Healthwatch Central West London works across the three boroughs of Hammersmith and Fulham, Kensington and Chelsea and Westminster, providing a community voice on how health and social care services are provided in these localities. In this month’s eFeature, Sam Wallace, Borough Manager (Hammersmith and Fulham) for Healthwatch Central West London, showcases the sexual health engagement work that has been driven by young people in these areas and describes how Healthwatch Central West London has used this work to influence commissioning decisions and shape sexual health services and sex and relationship education provision locally.

The Health and Social Care Act 2012 created a network of independent local Healthwatch organisations across England to act as consumer champions for health and social care services and to feed local intelligence to a national consumer champion, Healthwatch England.

Healthwatch Central West London is the local consumer champion for the London Borough of Hammersmith and Fulham, the Royal Borough of Kensington and Chelsea and the City of Westminster.
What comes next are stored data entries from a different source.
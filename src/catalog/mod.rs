//! Catalog - the product list engine as one owned state object.
//!
//! ## Example
//!
//! ```ignore
//! use stockroom::{ProductCatalog, SortKey, CategoryFilter};
//!
//! let mut catalog = ProductCatalog::seeded();
//! catalog.set_search("kit");
//! catalog.sort_by(SortKey::Price);
//!
//! for row in catalog.view().iter() {
//!     println!("{} {}", row.name, row.price);
//! }
//!
//! catalog.toggle_all();
//! catalog.delete_selected();
//! let csv = catalog.export();
//! ```

mod catalog;
mod error;

pub use catalog::ProductCatalog;
pub use error::CatalogError;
Like other local Healthwatch organisations, we work in a variety of ways to:

  • obtain the views of the wider community and make those views known to decision makers
  • promote and support the involvement of a diverse range of people in the commissioning of local health and care services
  • make reports and recommendations about how those services can be improved
  • provide information to the public about accessing health and care services
  • represent the views of the community and service users on health & wellbeing boards
  • share our views with and make recommendations to Healthwatch England and the Care Quality Commission.

Healthwatch Central West London identified poor sexual health as a key local concern across the three boroughs. For example, Hammersmith and Fulham has the 4th highest rate of sexually transmitted infections out of 326 local authorities in England; Westminster the 10th and Kensington and Chelsea the 14th highest rate. 
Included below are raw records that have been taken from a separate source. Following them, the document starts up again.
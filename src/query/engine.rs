//! Query evaluation: filter, then sort, from scratch on every call.

use std::cmp::Ordering;

use crate::product::{ProductId, ProductRecord};
use crate::store::RecordStore;

use super::collate::collate;
use super::{QueryState, SortDirection, SortKey, ALL_CATEGORIES};

/// The ordered rows a query produced. Empty is a valid result.
#[derive(Debug, Clone, Default, PartialEq)]
pub struct FilteredView {
    records: Vec<ProductRecord>,
}

impl FilteredView {
    pub fn records(&self) -> &[ProductRecord] {
        &self.records
    }

    pub fn iter(&self) -> std::slice::Iter<'_, ProductRecord> {
        self.records.iter()
    }

    pub fn len(&self) -> usize {
        self.records.len()
    }

    pub fn is_empty(&self) -> bool {
        self.records.is_empty()
    }

    /// Ids in view order.
    pub fn ids(&self) -> Vec<ProductId> {
        self.records.iter().map(|r| r.id).collect()
    }

    pub fn contains(&self, id: ProductId) -> bool {
        self.records.iter().any(|r| r.id == id)
    }

    pub fn into_records(self) -> Vec<ProductRecord> {
        self.records
    }
}

impl<'a> IntoIterator for &'a FilteredView {
    type Item = &'a ProductRecord;
    type IntoIter = std::slice::Iter<'a, ProductRecord>;

    fn into_iter(self) -> Self::IntoIter {
        self.records.iter()
    }
}

/// Evaluate `state` against `store`.
///
/// A record is kept when its name, sku or category contains the search term
/// (case-insensitive) and the category filter admits it. Survivors are sorted
/// stably with the direction folded into the comparator, so records with
/// equal keys stay in store order whichever way the list is sorted.
pub fn run_query(store: &RecordStore, state: &QueryState) -> FilteredView {
    let needle = state.search_term.to_lowercase();
    let mut records: Vec<ProductRecord> = store
        .iter()
        .filter(|r| state.category_filter.admits(&r.category) && r.matches_lowercase(&needle))
        .cloned()
        .collect();

    let key = state.sort_key;
    let direction = state.sort_direction;
    records.sort_by(|a, b| directed(compare_by(key, a, b), direction));

    FilteredView { records }
}

/// Filter option list: the "all" sentinel followed by the store's distinct
/// categories.
pub fn category_options(store: &RecordStore) -> Vec<String> {
    std::iter::once(ALL_CATEGORIES.to_string())
        .chain(store.categories())
        .collect()
}

fn compare_by(key: SortKey, a: &ProductRecord, b: &ProductRecord) -> Ordering {
    match key {
        SortKey::Name => collate(&a.name, &b.name),
        SortKey::Stock => a.stock.cmp(&b.stock),
        SortKey::Price => a.price.total_cmp(&b.price),
    }
}

fn directed(ordering: Ordering, direction: SortDirection) -> Ordering {
    match direction {
        SortDirection::Asc => ordering,
        SortDirection::Desc => ordering.reverse(),
    }
}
Added to the local picture of poor sexual health was a concern that previously commissioned sex and relationship education (SRE) provision was coming to an end with uncertainty over what would replace this. At national level concerns about SRE provision were also being raised by an OFSTED report published in May 2013, which looked across personal, health, social and economic (PSHE) education. The report indicated that in SRE too much emphasis was placed on the mechanics of reproduction rather than the importance of healthy sexual relationships, and highlighted the lack of coverage of topics such as pornography and sexuality as well as the lack of expertise among teachers in teaching sex and relationships, as areas of concern.

It was clear to us that local statutory bodies recognised the importance of addressing sexual health and young people’s sexual health in particular. The local Health and Wellbeing Board in Hammersmith and Fulham and the Tri-Borough public health team both regarded sexual health as a key priority. This presented an opportunity for Healthwatch Central West London to support local users of sexual health services to influence future provision.
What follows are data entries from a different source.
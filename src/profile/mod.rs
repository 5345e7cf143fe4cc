//! Profile - the two account fields kept in client-side key-value storage.

mod settings;
mod store;

pub use settings::{
    update_profile, ProfileError, ProfileSettings, DEFAULT_USER_EMAIL, DEFAULT_USER_NAME,
    USER_EMAIL_KEY, USER_NAME_KEY,
};
pub use store::{InMemoryKeyValueStore, KeyValueStore, StoreError};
To begin the process of bringing together evidence to influence commissioners of sexual health services, a Young People and Sexual Health Project Group was set up. This gave young people, local residents and sexual health professionals an opportunity to meet regularly to discuss sexual health services for young people. The project group met four times over a year with speakers presenting on a variety of topics. It hosted discussions on a wide range of issues including access to schools for third sector sexual health services, joint working between different agencies, accurate mapping of local sexual health services and sexual exploitation and its effect on mental health and wellbeing. The project group also designed and planned a research project with the following objectives:

  • to identify what SRE young people are receiving
  • to understand how young people rate the quality and content of their SRE education
  • to identify what topics young people think SRE should cover
  • to identify how young people think SRE should engage with them
  • to identify key gaps in the knowledge of young people around sexual health and services
  • to identify where young people currently get their information about sexual health and sexual health services.

The main findings of the research project were:

  • just under a fifth of respondents (18%) said they had not received or did not know if they had received SRE
  • a strong majority of respondents (72%) want some involvement from external organisations in SRE delivery
  • respondents wanted a wide range of topics included in SRE, such as domestic abuse, emotional support, sexuality and female genital mutilation (FGM)

the report identified some significant gaps in respondents knowledge of sexual health services including how to access:

- free condoms (only 56% knew where to access these)
- emergency contraception (37% knew where to access this)
- support around healthy relationships and domestic abuse (22% knew where to get support on this)

The final report from the project assesses local young people’s experiences of sex and relationship education, their ideas of how they want sex and relationship education to be delivered and their knowledge of sexual health services. It also makes a series of recommendations for those engaged in commissioning and delivering sexual health services and sex and relationship education, including local public health commissioners and schools.
Healthwatch Central West London has since been able to use the evidence generated through this research to influence a number of commissioning bodies and policy making bodies, including the three health and wellbeing boards we sit on, the London Assembly Health Committee and the All Parliamentary Group on Sexual and Reproductive Health in the UK. As a result our research has played a key part in developing both our local sexual health strategy and school nursing specification.